## Work order
Answer with only the number of lines below where "Sets" appears.

## Data to process
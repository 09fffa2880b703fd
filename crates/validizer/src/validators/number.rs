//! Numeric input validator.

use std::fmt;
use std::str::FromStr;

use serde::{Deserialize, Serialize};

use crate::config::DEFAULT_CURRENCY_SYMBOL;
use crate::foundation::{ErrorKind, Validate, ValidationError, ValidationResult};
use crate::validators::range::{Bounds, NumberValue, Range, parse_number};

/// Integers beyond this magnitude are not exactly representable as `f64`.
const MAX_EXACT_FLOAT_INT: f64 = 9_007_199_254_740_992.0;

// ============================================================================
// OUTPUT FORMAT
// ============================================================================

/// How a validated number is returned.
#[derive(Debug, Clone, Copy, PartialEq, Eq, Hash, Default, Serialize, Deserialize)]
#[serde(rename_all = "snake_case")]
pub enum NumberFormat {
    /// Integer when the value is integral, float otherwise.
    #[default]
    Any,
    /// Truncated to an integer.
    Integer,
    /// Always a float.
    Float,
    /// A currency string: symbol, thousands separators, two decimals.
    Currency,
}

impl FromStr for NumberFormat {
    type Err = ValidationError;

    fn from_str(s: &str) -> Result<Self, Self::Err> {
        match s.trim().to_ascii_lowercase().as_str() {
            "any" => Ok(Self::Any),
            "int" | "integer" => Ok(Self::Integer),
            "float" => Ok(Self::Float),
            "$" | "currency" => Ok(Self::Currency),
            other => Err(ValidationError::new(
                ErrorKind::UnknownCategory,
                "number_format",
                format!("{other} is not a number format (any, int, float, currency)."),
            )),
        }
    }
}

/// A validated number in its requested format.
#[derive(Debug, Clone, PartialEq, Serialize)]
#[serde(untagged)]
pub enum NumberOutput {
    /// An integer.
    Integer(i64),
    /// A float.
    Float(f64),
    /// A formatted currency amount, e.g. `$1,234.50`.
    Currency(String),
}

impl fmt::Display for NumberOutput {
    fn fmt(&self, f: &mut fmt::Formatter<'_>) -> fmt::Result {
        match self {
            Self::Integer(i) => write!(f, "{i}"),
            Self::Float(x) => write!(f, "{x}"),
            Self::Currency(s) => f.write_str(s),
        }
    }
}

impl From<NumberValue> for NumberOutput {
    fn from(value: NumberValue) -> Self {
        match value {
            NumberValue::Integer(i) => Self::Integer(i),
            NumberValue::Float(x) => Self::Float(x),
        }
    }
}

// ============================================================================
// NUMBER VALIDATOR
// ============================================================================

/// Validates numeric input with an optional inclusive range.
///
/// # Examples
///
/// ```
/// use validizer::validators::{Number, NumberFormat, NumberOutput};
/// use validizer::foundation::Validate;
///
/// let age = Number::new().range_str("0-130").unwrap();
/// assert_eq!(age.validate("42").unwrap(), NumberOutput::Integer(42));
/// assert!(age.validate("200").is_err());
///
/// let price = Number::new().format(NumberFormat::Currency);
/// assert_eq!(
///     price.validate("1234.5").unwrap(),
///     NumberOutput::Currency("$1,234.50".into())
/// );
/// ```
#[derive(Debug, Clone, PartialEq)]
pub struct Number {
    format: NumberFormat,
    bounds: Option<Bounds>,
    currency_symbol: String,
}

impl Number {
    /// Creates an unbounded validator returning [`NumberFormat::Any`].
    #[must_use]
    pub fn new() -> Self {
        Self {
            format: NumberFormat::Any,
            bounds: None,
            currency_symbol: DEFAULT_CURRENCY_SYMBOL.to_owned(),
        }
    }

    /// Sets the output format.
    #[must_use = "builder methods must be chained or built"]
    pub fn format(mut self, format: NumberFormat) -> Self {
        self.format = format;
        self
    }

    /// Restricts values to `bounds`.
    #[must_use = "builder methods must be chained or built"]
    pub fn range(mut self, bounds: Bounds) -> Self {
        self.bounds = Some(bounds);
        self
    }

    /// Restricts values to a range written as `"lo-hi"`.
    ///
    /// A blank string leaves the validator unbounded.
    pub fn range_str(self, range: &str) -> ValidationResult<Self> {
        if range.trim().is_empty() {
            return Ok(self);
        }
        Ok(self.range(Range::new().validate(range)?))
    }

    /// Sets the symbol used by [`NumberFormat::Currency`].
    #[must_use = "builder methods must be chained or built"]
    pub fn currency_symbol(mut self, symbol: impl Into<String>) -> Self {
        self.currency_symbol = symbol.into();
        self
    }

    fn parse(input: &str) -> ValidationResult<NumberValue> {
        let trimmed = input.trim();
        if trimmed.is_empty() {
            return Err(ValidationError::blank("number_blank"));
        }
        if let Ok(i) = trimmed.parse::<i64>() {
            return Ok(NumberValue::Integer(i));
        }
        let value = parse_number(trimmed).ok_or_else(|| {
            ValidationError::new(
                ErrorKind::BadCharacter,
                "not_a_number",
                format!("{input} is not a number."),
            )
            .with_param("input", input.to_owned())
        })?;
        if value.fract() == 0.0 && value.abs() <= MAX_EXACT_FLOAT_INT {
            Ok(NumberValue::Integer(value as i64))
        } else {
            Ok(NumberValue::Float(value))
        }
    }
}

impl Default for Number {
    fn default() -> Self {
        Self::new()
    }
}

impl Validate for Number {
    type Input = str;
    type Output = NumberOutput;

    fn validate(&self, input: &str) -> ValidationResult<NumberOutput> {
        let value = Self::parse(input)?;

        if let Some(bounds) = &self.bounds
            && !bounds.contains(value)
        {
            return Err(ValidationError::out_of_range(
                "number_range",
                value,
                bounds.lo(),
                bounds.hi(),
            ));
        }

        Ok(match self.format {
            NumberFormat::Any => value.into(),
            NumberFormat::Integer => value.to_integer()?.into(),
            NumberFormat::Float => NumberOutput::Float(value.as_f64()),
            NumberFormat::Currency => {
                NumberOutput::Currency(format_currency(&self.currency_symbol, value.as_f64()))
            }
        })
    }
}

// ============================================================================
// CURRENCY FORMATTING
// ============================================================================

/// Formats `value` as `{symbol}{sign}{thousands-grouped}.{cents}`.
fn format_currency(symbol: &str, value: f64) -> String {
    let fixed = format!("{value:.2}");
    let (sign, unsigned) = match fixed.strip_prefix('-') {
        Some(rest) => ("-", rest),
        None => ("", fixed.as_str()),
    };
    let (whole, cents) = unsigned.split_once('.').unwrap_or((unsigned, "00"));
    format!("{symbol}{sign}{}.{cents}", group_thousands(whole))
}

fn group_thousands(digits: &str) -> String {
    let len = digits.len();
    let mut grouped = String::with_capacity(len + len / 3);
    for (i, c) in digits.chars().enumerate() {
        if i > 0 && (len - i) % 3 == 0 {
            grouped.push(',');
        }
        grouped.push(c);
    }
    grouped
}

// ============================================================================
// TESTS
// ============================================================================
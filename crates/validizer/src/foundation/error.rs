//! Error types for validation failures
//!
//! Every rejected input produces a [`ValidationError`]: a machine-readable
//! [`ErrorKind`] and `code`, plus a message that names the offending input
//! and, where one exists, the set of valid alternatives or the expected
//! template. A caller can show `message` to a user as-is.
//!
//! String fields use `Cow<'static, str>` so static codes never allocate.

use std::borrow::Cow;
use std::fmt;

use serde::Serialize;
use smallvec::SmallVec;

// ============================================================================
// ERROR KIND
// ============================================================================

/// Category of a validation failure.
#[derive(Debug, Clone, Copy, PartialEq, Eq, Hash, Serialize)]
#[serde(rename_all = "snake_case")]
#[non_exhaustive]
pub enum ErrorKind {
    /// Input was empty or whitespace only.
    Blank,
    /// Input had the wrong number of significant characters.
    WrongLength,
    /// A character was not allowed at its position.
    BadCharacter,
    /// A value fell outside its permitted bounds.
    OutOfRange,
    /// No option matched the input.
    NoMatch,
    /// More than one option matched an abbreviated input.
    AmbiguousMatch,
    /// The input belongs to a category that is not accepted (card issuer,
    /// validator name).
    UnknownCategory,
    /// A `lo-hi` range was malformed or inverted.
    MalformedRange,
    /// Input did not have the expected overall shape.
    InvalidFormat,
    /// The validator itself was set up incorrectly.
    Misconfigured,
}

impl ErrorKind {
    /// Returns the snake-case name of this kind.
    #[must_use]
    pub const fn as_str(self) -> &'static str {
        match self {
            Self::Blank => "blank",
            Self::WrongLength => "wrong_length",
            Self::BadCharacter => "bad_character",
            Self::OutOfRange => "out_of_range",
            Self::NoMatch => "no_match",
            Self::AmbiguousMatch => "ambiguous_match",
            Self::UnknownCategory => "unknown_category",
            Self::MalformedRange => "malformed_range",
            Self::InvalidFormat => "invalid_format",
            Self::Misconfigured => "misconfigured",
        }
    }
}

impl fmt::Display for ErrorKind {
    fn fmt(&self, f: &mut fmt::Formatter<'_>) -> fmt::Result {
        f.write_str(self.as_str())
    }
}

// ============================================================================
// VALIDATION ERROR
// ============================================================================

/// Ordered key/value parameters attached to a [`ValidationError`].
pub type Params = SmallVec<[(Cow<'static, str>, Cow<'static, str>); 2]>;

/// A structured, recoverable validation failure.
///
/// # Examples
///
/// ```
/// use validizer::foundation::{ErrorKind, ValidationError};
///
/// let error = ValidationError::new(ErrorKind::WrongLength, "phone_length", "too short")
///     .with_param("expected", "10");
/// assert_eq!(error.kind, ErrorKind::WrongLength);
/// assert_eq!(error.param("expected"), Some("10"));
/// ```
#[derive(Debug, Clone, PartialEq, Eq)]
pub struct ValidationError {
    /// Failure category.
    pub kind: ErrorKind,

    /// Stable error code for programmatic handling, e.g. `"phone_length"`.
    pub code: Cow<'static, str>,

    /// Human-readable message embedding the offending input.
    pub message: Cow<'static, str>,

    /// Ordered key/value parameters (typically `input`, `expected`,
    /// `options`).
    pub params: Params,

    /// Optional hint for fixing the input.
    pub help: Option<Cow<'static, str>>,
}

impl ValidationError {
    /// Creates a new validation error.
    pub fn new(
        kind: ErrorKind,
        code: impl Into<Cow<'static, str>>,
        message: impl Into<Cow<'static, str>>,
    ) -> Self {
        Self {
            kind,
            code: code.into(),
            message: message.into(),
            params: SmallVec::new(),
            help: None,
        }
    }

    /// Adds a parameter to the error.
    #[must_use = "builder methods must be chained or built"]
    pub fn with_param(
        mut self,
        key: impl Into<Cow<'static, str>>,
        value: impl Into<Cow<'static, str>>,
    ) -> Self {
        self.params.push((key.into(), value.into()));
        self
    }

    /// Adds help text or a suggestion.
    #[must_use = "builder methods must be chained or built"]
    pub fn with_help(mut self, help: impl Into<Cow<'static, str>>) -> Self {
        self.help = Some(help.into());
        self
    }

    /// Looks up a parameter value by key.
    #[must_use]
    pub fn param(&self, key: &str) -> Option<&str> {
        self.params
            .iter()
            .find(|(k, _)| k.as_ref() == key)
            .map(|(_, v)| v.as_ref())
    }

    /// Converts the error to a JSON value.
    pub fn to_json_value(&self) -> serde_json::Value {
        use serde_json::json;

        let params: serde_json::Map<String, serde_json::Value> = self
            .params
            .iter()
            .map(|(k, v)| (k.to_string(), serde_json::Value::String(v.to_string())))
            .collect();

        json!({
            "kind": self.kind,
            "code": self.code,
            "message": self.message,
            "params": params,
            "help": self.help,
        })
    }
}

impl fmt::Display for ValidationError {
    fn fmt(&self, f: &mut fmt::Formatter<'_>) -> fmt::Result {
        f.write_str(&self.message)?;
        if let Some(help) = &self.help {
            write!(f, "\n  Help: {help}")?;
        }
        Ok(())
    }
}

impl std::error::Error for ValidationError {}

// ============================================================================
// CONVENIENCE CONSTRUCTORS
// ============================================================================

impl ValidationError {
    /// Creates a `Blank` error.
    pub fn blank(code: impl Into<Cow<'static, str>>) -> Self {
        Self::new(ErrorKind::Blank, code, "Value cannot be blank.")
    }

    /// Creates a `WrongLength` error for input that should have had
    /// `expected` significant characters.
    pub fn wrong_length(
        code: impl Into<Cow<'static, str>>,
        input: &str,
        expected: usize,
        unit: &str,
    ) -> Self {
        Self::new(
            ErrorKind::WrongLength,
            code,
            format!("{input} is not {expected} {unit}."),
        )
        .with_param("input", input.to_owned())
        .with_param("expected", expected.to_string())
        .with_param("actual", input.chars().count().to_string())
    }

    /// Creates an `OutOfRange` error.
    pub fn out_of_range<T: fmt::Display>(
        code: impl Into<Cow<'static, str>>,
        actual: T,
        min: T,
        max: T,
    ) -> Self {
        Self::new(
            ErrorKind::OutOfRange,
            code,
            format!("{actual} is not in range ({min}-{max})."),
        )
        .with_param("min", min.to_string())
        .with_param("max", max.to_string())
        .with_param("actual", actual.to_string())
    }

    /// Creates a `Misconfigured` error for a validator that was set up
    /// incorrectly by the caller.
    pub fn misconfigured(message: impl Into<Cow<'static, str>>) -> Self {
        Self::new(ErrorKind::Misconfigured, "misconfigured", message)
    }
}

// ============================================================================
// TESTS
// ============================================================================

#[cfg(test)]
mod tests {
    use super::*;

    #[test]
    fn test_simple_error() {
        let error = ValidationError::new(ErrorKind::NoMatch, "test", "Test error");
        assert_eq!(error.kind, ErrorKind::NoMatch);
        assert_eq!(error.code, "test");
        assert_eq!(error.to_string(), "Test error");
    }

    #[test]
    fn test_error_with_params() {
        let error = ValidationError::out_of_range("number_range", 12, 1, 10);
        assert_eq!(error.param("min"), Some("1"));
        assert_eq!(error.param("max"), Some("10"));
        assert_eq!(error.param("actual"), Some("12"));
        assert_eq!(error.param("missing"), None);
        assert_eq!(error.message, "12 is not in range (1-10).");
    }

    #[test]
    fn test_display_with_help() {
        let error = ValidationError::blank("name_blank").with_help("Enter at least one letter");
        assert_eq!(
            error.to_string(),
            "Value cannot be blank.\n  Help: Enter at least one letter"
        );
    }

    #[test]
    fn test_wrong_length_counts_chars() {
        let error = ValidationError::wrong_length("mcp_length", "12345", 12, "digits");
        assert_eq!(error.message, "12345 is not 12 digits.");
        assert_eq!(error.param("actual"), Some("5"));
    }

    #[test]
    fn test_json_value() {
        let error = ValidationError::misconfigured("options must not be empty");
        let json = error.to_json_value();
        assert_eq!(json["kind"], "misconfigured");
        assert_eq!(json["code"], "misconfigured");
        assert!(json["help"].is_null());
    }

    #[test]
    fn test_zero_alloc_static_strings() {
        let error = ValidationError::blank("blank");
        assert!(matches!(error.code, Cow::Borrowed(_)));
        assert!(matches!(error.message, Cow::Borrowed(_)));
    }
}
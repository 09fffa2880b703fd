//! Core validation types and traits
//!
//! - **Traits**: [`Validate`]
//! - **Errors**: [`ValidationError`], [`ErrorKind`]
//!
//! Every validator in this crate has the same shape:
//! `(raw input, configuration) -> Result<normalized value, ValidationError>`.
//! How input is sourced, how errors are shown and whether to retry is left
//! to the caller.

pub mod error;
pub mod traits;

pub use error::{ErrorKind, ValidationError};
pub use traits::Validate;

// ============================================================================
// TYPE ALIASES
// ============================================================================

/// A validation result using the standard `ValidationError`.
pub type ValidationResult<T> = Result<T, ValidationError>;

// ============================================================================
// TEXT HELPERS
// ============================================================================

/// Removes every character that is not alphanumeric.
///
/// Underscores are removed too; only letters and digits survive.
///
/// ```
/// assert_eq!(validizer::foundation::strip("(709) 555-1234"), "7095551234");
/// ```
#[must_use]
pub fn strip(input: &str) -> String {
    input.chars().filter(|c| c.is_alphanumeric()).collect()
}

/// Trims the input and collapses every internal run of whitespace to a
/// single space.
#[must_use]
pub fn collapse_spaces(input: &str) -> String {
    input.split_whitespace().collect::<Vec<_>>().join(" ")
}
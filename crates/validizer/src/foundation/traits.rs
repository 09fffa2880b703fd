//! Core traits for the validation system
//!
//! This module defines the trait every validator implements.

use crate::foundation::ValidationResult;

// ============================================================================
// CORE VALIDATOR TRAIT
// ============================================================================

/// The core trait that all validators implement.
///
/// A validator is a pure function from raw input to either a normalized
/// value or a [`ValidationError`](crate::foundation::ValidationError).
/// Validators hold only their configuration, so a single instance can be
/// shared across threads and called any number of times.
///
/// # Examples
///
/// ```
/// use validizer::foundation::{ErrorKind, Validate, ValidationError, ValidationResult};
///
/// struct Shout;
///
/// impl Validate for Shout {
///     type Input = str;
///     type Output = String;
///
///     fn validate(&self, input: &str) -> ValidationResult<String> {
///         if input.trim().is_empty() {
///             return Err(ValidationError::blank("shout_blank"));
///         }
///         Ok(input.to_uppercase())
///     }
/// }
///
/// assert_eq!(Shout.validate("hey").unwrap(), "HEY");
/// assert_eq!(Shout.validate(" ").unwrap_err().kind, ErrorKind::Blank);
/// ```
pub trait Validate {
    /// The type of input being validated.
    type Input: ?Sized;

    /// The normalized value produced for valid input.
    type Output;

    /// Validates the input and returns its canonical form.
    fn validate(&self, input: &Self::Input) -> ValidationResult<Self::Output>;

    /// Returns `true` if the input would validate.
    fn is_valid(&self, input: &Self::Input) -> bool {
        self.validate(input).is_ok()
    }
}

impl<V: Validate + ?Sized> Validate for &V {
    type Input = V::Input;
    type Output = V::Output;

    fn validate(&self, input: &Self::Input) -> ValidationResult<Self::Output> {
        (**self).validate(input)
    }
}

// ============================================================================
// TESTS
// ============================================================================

## Solution
2